And so quickly, you know, what Grock is um and continues to be inside Nvidia as well. It’s a chip that’s designed with a data flow architecture. And what makes it very significantly different than any other computer architecture is that it’s fully deterministic. So hand in hand with the architecture is a compiler. and a compiler which predetermines where all the calculations are going to happen. And that last bit is really important because the you know the underlying thing to any AI problem and token generation is lots and lots of math. And that’s why we’re seeing this compute explode.

And I you know implore everyone to go look at the following. Uh you know we talked about one of Brad’s great investments snowflake. Snowflake is a you know database retrieval company right and so you have to go get a record and bring it back. And if you look at the number of cycles it takes to do that and compute cycles, you can really see and it’s not a really large amount, but you look at the number of tokens it takes to generate a single token. It’s mind-blowing. And the best way to think about it is it’s usually the parameter size of the model times the context length squared, right? And so that’s for each token. And you know, you’re doing something and have lots and lots of tokens. So we’re in this era where we have this incredible technology, but it’s incredibly compute intensive, several several orders of magnitude larger than any other computing paradigm we’ve had before.

You’re at your own startup, right? You have a conversation with Jonathan about merging. I was an investor in in Cerebrus, which is also building a fast inference chip. Grock was building a fast inference chip. These two companies had been in existence for upwards of 10 years. Um, and the extraordinary thing is like in year nine, they’re they’re they’re both fighting for survival. They’re not thriving, right? Like, and they’re they’re they’re building for a market that didn’t really exist. Okay. But you saw something, you know, Jensen came on my podcast, BG2, and he said, “Everything just changed.” I said, “What do you mean?” He said, “Inference time reasoning.” He said, “We’ve gone from pre-training models to inference time reasoning.” and inference is about to 1 billionx. So not 10x, not 100x, not a million x, it’s going to a billionx. And our systems of compute are not designed for what’s coming.

I remember you and I had a conversation and shortly thereafter you helped broker, you know, kind of this vision for Jonathan that said, Jonathan, I think I see your future more clearly than you do. So tell us about that moment.
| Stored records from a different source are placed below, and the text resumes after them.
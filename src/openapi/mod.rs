use utoipa::OpenApi;
use utoipa_swagger_ui::SwaggerUi;

#[derive(OpenApi)]
#[openapi(
    info(
        title = "Stock Transfer API",
        version = "0.1.0",
        description = r#"
# Warehouse to POS stock transfers

Shipments are created on the warehouse side and mirrored to the POS store
as requests with the same id. A POS operator completes or rejects the
request; a background reconciliation loop approves or rejects the shipment
to match, then completes approved shipments by crediting POS inventory.

## Statuses

- Shipment: `Pending`, `Approved`, `Rejected`, `Completed`
- Request: `pending`, `complete`, `reject`

## Error Handling

Errors share one body:

```json
{
  "error": "Conflict",
  "message": "Insufficient inventory for 33333333-...: requested 20",
  "timestamp": "2024-01-01T00:00:00Z"
}
```

## Pagination

List endpoints accept `page` (default 1) and `limit` (default 20, max 100).
        "#
    ),
    servers(
        (url = "http://localhost:8080", description = "Local development")
    ),
    tags(
        (name = "shipments", description = "Warehouse shipments and their items"),
        (name = "requests", description = "POS mirrors of shipments"),
        (name = "inventory", description = "Inventory rows of either store")
    ),
    paths(
        crate::handlers::shipments::list_shipments,
        crate::handlers::shipments::get_shipment,
        crate::handlers::shipments::create_shipment,
        crate::handlers::shipments::update_shipment_status,
        crate::handlers::shipments::delete_shipment,
        crate::handlers::shipments::get_shipment_item,
        crate::handlers::requests::list_requests,
        crate::handlers::requests::get_request,
        crate::handlers::requests::update_request_status,
        crate::handlers::inventory::list_inventory,
        crate::handlers::inventory::get_inventory,
        crate::handlers::inventory::list_inventory_by_branch,
    ),
    components(
        schemas(
            crate::ResponseMeta,
            crate::db::Store,
            crate::entities::ShipmentStatus,
            crate::entities::RequestStatus,

            crate::handlers::shipments::ShipmentSummary,
            crate::handlers::shipments::ShipmentItemSummary,
            crate::handlers::shipments::ShipmentWithItems,
            crate::handlers::shipments::CreateShipmentRequest,
            crate::handlers::shipments::CreateShipmentItemRequest,
            crate::handlers::shipments::CreatedShipmentResponse,
            crate::handlers::shipments::UpdateShipmentStatusRequest,

            crate::handlers::requests::RequestSummary,
            crate::handlers::requests::RequestLineSummary,
            crate::handlers::requests::RequestWithLines,
            crate::handlers::requests::UpdateRequestStatusRequest,

            crate::handlers::inventory::InventoryItem,

            crate::errors::ErrorResponse
        )
    )
)]
pub struct ApiDoc;

pub fn swagger_ui() -> SwaggerUi {
    SwaggerUi::new("/swagger-ui").url("/api-docs/openapi.json", ApiDoc::openapi())
}

#[cfg(test)]
mod tests {
    use super::*;

    #[test]
    fn openapi_lists_transfer_paths() {
        let json = serde_json::to_string(&ApiDoc::openapi()).unwrap();
        assert!(json.contains("Stock Transfer API"));
        assert!(json.contains("/Shipments/{id}"));
        assert!(json.contains("/Requests/{id}"));
        assert!(json.contains("/InventoriesByBranch"));
    }
}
Yeah, I think, you know, at that moment a couple things are happening, right? So um the market had been dominated by Nvidia um because NVIDIA is what the researchers use to create the models and so naturally when in part of creating a model inference is the forward pass of training right in the back prop that’s what’s different and so um you’re always doing inference when you’re when you’re creating models and so it’s very natural to just run it on the same hardware that you’ve created the model on and so one of the things that you know we saw with the Gro architecture was that we could complete inference much more efficiently. Right. And so if you look at our V1 chip which we you know put into the cloud that’s a silicon designed in 2018 silicon from 2019 14 nanometer and super competitive against hoppers right which is you know five generations newer in terms of silicon technology.

And so really what we saw was we thought it would be very difficult for convincing people to buy our hardware and use it. But if we built a cloud and put it in the cloud, developers really don’t care, right? If there’s an API and developers, you know, we’ve seen they’re quite fungible there. So our big insight was take these things start putting them in the cloud run the data centers and make them available via an API and make the best open source models available um for everyone and even including open AI models like open had whisper which was open source from the beginning and so we had put a lot of those models there and that’s what really took off and we launched the cloud and within a few weeks we went to a couple hundred thousand users and today it’s like something at 4 million users and it took Nvidia almost 17 years to get to you know 7 million users.

So effectively reasoning models come along. Reasoning models have are much more voracious in their token consumption. This is even before we get to agents. This is just deeper thinking um than what you know oneshot pre-trained models were doing. And so when you looked at token consumption curves, they were just going parabolic. And our hardware, our clouds were starting to break. You know, OpenAI only had a gigawatt of compute. Anthropic only had a gigawatt of compute. So we had to figure out how to make both more token efficient models but also more token efficient architectures.

So now remember Cerebras and Nvidia were big-time competitors. Nvidia and Grock were perceived as big-time competitors. So Sunny you sent me a text and said I have an idea. We we we at the time were major shareholders and still are in Nvidia and um and and good friends with Jensen and you had an idea and the reason I want to point this out is just like how one person’s idea you know we see these big transactions but sometimes we don’t unpack like that it’s just one decision on one day that causes these things to occur.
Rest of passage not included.